● **EXERCISE BRIEF**
Starting at the top of the entries, restate word for word each line up to and including the one with "let cfg = Config::load(&config_path)".

*** INFORMATION SHOWN Section Begins ***

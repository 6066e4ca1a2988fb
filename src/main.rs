use std::path::PathBuf;

use anyhow::{Context, Result};
use clap::{Parser, Subcommand};
use tokio_util::sync::CancellationToken;
use tracing_subscriber::{fmt, EnvFilter};

use coldprobe::agent::Agent;
use coldprobe::config::Config;

/// Cold-start latency probing agent.
#[derive(Parser)]
#[command(name = "coldprobe", about)]
struct Cli {
    /// Path to the YAML configuration file.
    #[arg(short, long)]
    config: Option<PathBuf>,

    /// Logging verbosity level (trace, debug, info, warn, error).
    #[arg(long, default_value = "info")]
    log_level: String,

    #[command(subcommand)]
    command: Option<Command>,
}

#[derive(Subcommand)]
enum Command {
    /// Print version information and exit.
    Version,
}

/// Build-time version info, injected via RUSTFLAGS or build.rs.
mod version {
    /// Release version string (set at build time).
    pub const RELEASE: &str = env!("CARGO_PKG_VERSION");

    /// Git commit hash (set at build time via env, or "unknown").
    pub fn git_commit() -> &'static str {
        option_env!("GIT_COMMIT").unwrap_or("unknown")
    }

    /// Target OS.
    pub fn target_os() -> &'static str {
        std::env::consts::OS
    }

    /// Target architecture.
    pub fn target_arch() -> &'static str {
        std::env::consts::ARCH
    }

    /// Full version string with platform info.
    pub fn full() -> String {
        format!(
            "{} (commit: {}, {}/{})",
            RELEASE,
            git_commit(),
            target_os(),
            target_arch(),
        )
    }
}

fn main() -> Result<()> {
    let cli = Cli::parse();

    // Handle version subcommand before anything else.
    if let Some(Command::Version) = &cli.command {
        println!("coldprobe {}", version::full());
        return Ok(());
    }

    // Initialize tracing.
    let filter = EnvFilter::try_new(&cli.log_level)
        .with_context(|| format!("invalid log level: {}", cli.log_level))?;

    fmt().with_env_filter(filter).with_target(true).init();

    // Config is required for the main agent run.
    let config_path = cli
        .config
        .context("--config is required (use --help for usage)")?;

    let cfg = Config::load(&config_path)
        .with_context(|| format!("loading config from {}", config_path.display()))?;

    tracing::info!(
        version = version::RELEASE,
        commit = version::git_commit(),
        "starting coldprobe",
    );

    // Build and run the tokio runtime.
    let rt = tokio::runtime::Builder::new_multi_thread()
        .enable_all()
        .build()
        .context("building tokio runtime")?;

    rt.block_on(async { run(cfg).await })
}

async fn run(cfg: Config) -> Result<()> {
    // Set up signal handling.
    let cancel = CancellationToken::new();

    tokio::spawn({
        let cancel = cancel.clone();
        async move {
            let ctrl_c = tokio::signal::ctrl_c();
            let mut sigterm =
                tokio::signal::unix::signal(tokio::signal::unix::SignalKind::terminate())
                    .expect("failed to register SIGTERM handler");

            tokio::select! {
                _ = ctrl_c => {
                    tracing::info!("received SIGINT, shutting down");
                }
                _ = sigterm.recv() => {
                    tracing::info!("received SIGTERM, shutting down");
                }
            }

            cancel.cancel();
        }
    });

    let agent = Agent::new(cfg);
    agent.run(cancel).await?;

    tracing::info!("coldprobe stopped");

    Ok(())
}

*** INFORMATION SHOWN Section Ends ***

● **SOLVED PROBLEM**
repository 6066e4ca1a2988fb
filename src/main.rs
use std::path::PathBuf;

use anyhow::{Context, Result};
use clap::{Parser, Subcommand};
use tokio_util::sync::CancellationToken;
use tracing_subscriber::{fmt, EnvFilter};

use coldprobe::agent::Agent;
use coldprobe::config::Config;

/// Cold-start latency probing agent.
#[derive(Parser)]
#[command(name = "coldprobe", about)]
struct Cli {
    /// Path to the YAML configuration file.
    #[arg(short, long)]
    config: Option<PathBuf>,

    /// Logging verbosity level (trace, debug, info, warn, error).
    #[arg(long, default_value = "info")]
    log_level: String,

    #[command(subcommand)]
    command: Option<Command>,
}

#[derive(Subcommand)]
enum Command {
    /// Print version information and exit.
    Version,
}

/// Build-time version info, injected via RUSTFLAGS or build.rs.
mod version {
    /// Release version string (set at build time).
    pub const RELEASE: &str = env!("CARGO_PKG_VERSION");

    /// Git commit hash (set at build time via env, or "unknown").
    pub fn git_commit() -> &'static str {
        option_env!("GIT_COMMIT").unwrap_or("unknown")
    }

    /// Target OS.
    pub fn target_os() -> &'static str {
        std::env::consts::OS
    }

    /// Target architecture.
    pub fn target_arch() -> &'static str {
        std::env::consts::ARCH
    }

    /// Full version string with platform info.
    pub fn full() -> String {
        format!(
            "{} (commit: {}, {}/{})",
            RELEASE,
            git_commit(),
            target_os(),
            target_arch(),
        )
    }
}

fn main() -> Result<()> {
    let cli = Cli::parse();

    // Handle version subcommand before anything else.
    if let Some(Command::Version) = &cli.command {
        println!("coldprobe {}", version::full());
        return Ok(());
    }

    // Initialize tracing.
    let filter = EnvFilter::try_new(&cli.log_level)
        .with_context(|| format!("invalid log level: {}", cli.log_level))?;

    fmt().with_env_filter(filter).with_target(true).init();

    // Config is required for the main agent run.
    let config_path = cli
        .config
        .context("--config is required (use --help for usage)")?;

    let cfg = Config::load(&config_path)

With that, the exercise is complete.